Frontalieri, Regione Lombardia intervenga con un atto ufficiale contro i carichi pendenti

bandiera-svizzera“Il presidente della Regione in persona lo ha dichiarato ufficialmente e a gran voce e lo ha ribadito il sottosegretario alla presidenza con delega alle Relazioni internazionali: il Canton Ticino ritiri il provvedimento sul casellario giudiziario e i carichi pendenti per i frontalieri. Bene: ma serve un atto ufficiale di Regione Lombardia verso il Governo confinante”, lo chiede Luca Gaffuri, consigliere regionale del Pd, al termine dell’incontro, in Commissione speciale rapporti tra Lombardia e Confederazione elvetica, con l’incaricato del Ministero dell’Economia alle trattative con Berna, Vieri Ceriani.

“Lo stesso delegato del Governo italiano ha fatto presente che Roma si è già mossa sia con Berna che con l’Unione europea, segnalando questa decisione unilaterale e non giustificata del Cantone – prosegue Gaffuri –. E, d’altra parte, Berna si era pronunciata subito contro il provvedimento preso arbitrariamente da Gobbi, bocciandolo sonoramente. Ma i ‘cugini’ leghisti d’oltre confine, come li definisce Maroni, hanno annunciato ai quattro venti che andranno avanti finché un tribunale non si pronuncerà”.
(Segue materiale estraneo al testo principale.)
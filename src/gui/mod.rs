//! GUI module
//!
//! Provides the Slint-based graphical user interface: the main window with
//! the text input, submit button, busy indicator, and verdict panel, plus
//! state synchronization with the submission controller.

pub mod gui_controller;

pub use gui_controller::GuiController;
Ma visto che sia il presidente lombardo che il suo sottosegretario Fermi invocano un ripensamento sulla decisione ticinese, Gaffuri non vede altra soluzione che “far sentire anche la voce della Lombardia: si faccia un atto ufficiale che chieda il ritiro del provvedimento. Servirebbe a ridare dignità ai tanti nostri lavoratori che ogni giorno varcano il confine per costruire l’economia ticinese”.